Líder sul-africano lamenta tarifas dos EUA “altamente punitivas”

  • Lusa
  • 4 Agosto 2025

O governador do banco central sul-africano alertou que o aumento das tarifas aduaneiras norte-americanas pode custar 100.000 empregos, num país já afetado por uma taxa de desemprego de 33%.

O Presidente sul-africano, Cyril Ramaphosa, lamentou esta segunda-feira as taxas aduaneiras norte-americanas “altamente punitivas”, a poucos dias da entrada em vigor das tarifas de 30%, a percentagem mais elevada aplicada na África subsaariana.

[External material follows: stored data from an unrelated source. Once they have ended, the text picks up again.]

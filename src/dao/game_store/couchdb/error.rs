//! Error types shared by the CouchDB storage implementation.

use reqwest::StatusCode;
use thiserror::Error;

/// Convenient result alias returning [`CouchDaoError`] failures.
pub type CouchResult<T> = Result<T, CouchDaoError>;

/// Failures that can occur while interacting with CouchDB.
#[derive(Debug, Error)]
pub enum CouchDaoError {
    /// Required environment variable is missing.
    #[error("missing CouchDB environment variable `{var}`")]
    MissingEnvVar { var: &'static str },
    /// Building the HTTP client failed (invalid TLS setup, etc).
    #[error("failed to build CouchDB client")]
    ClientBuilder {
        #[source]
        source: reqwest::Error,
    },
    /// CouchDB could not be reached while checking or creating the database.
    #[error("failed to reach CouchDB database `{database}`")]
    Database {
        database: String,
        #[source]
        source: reqwest::Error,
    },
    /// CouchDB returned an unexpected status code for a database operation.
    #[error("unexpected CouchDB database response status {status} for `{database}`")]
    DatabaseStatus {
        database: String,
        status: StatusCode,
    },
    /// A request to a document endpoint could not be sent.
    #[error("failed to send CouchDB request to `{path}`")]
    RequestSend {
        path: String,
        #[source]
        source: reqwest::Error,
    },
    /// CouchDB returned an unexpected status code for a document endpoint.
    #[error("unexpected CouchDB response status {status} for `{path}`")]
    RequestStatus { path: String, status: StatusCode },
    /// Response payload could not be decoded into a game document.
    #[error("failed to decode CouchDB response for `{path}`")]
    DecodeResponse {
        path: String,
        #[source]
        source: reqwest::Error,
    },
}
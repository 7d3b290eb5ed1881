use tracing::info;

use crate::{
    dto::{game::Skin, replay::ReplayResponse},
    engine::{ReplayLog, replay},
    error::ServiceError,
    services::game_service,
    state::SharedState,
};

/// Re-simulate `log` against the physics tuning and report the verdict for game `id`.
pub async fn replay_game(
    state: &SharedState,
    id: &str,
    log: ReplayLog,
) -> Result<ReplayResponse, ServiceError> {
    let game = game_service::find_game(state, id).await?;
    log.validate()
        .map_err(|err| ServiceError::InvalidInput(err.to_string()))?;

    let physics = *state.config().physics();
    let outcome = tokio::task::spawn_blocking(move || replay(&log, &physics))
        .await
        .map_err(|err| ServiceError::Internal(format!("replay worker failed: {err}")))?
        .map_err(|err| ServiceError::InvalidInput(err.to_string()))?;

    info!(
        id = %id,
        score = outcome.score,
        alive = outcome.alive,
        frames = outcome.frames_simulated,
        "replay verified"
    );

    let skin = Skin::from_config(&game.config);
    Ok(ReplayResponse::new(
        game.id,
        outcome,
        skin.game_over_text().to_owned(),
    ))
}

#[cfg(test)]
mod tests {
    use std::sync::Arc;

    use serde_json::json;

    use super::*;
    use crate::{
        config::AppConfig,
        dao::{
            game_store::{GameStore, memory::MemoryGameStore},
            models::GameConfigEntity,
        },
        engine::{Canvas, DeathCause},
        state::AppState,
    };

    async fn state_with_game() -> SharedState {
        let store = Arc::new(MemoryGameStore::new());
        store
            .save_game(GameConfigEntity::new(
                "flappy",
                json!({"player": "p.png", "pipe": "q.png", "goText": "Splat!"}),
            ))
            .await
            .unwrap();
        AppState::with_store(AppConfig::default(), store).await
    }

    fn log(frames: u32, flaps: Vec<u32>) -> ReplayLog {
        ReplayLog {
            seed: 42,
            canvas: Canvas::new(400.0, 600.0),
            sprite: None,
            frame_ms: 16,
            frames,
            flaps,
        }
    }

    #[tokio::test]
    async fn idle_run_hits_the_floor() {
        let state = state_with_game().await;
        let response = replay_game(&state, "flappy", log(600, vec![]))
            .await
            .unwrap();
        assert!(!response.alive);
        assert_eq!(response.score, 0);
        assert_eq!(response.death.map(|d| d.cause), Some(DeathCause::Floor));
        assert_eq!(response.game_over_text, "Splat!");
    }

    #[tokio::test]
    async fn malformed_log_is_invalid_input() {
        let state = state_with_game().await;
        let err = replay_game(&state, "flappy", log(10, vec![5, 3]))
            .await
            .unwrap_err();
        assert!(matches!(err, ServiceError::InvalidInput(_)));
    }

    #[tokio::test]
    async fn unknown_game_is_not_found() {
        let state = state_with_game().await;
        let err = replay_game(&state, "missing", log(10, vec![]))
            .await
            .unwrap_err();
        assert!(matches!(err, ServiceError::NotFound(_)));
    }
}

Pretória tem sido alvo, há meses, de críticas da administração de Donald Trump, que acusa o país de alegadas perseguições a agricultores brancos, bem como da apresentação de uma queixa contra Israel por genocídio junto do Tribunal Internacional de Justiça (TIJ). “A África do Sul enfrenta a aplicação de tarifas punitivas e prejudiciais anunciadas pelos Estados Unidos”, afirmou o chefe de Estado à imprensa, apelando ao Governo para “agir com urgência e determinação para limitar o impacto destas tarifas extremamente punitivas”.

Embora as discussões com os Estados Unidos continuem para “normalizar as relações comerciais”, Ramaphosa apelou, no final de uma reunião do seu partido político, à “diversificação dos mercados de exportação” das empresas. Os Estados Unidos são o segundo maior parceiro comercial da África do Sul.

O governador do Banco Central alertou que o aumento das tarifas aduaneiras norte-americanas pode custar 100.000 empregos, num país já afetado por uma taxa de desemprego de 33%. O Ministério do Comércio e da Indústria, por seu lado, apontou esta segunda-feira para 30.000 empregos em risco.

O impacto no crescimento poderá ser de 0,2%, estimou esta segunda-feira o ministro dos Negócios Estrangeiros, Ronald Lamola, numa conferência de imprensa, numa altura em que o PIB (Produto Interno Bruto) aumentou apenas 0,1% no primeiro trimestre. Segundo o Governo sul-africano, os novos direitos aduaneiros deverão entrar em vigor na sexta-feira.

Em maio, o Presidente norte-americano recebeu cerca de 50 agricultores brancos afrikaners (descendentes dos colonos europeus) como se fossem refugiados, afirmando, sem fundamento, que eram perseguidos na África do Sul. Durante um encontro no Salão Oval, Donald Trump mostrou, diante de um Cyril Ramaphosa surpreendido, uma montagem em formato de vídeo repleta de erros e alegadamente destinada a comprovar as suas acusações.

Para evitar as tarifas elevadas, a África do Sul propôs importar gás natural liquefeito e alguns produtos agrícolas dos Estados Unidos, bem como investir nas suas indústrias mineira e de reciclagem de metais, indicou o Ministério do Comércio na semana passada. Segundo Pretória, os novos direitos aduaneiros afetarão particularmente os setores agrícola, automóvel e têxtil da África do Sul.

Cerca de 35% das exportações sul-africanas escapam, no entanto, às sobretaxas, nomeadamente o cobre, semicondutores, produtos farmacêuticos e certos minerais críticos. As exportações da África do Sul – país vizinho de Moçambique – representam apenas 0,25% do total das importações dos Estados Unidos, segundo Lamola.

Pretória defende que as suas exportações não concorrem com a indústria norte-americana, mas antes a apoiam. O Governo sul-africano criou um gabinete de apoio que ajudará os exportadores e produtores a explorar outros mercados no resto de África, na Ásia e no Médio Oriente, declarou Ramaphosa.

O Presidente acrescentou que será dado seguimento ao projeto de zona de comércio livre para o continente africano. “Temos de avançar com a implementação da zona de comércio livre continental africana”, exortou Ramaphosa. Os Estados Unidos anunciaram, na semana passada, tarifas de 15% sobre as exportações de vários países da África subsaariana, incluindo o pequeno reino montanhoso do Lesoto, dependente das exportações, que inicialmente estava ameaçado com tarifas de 50%.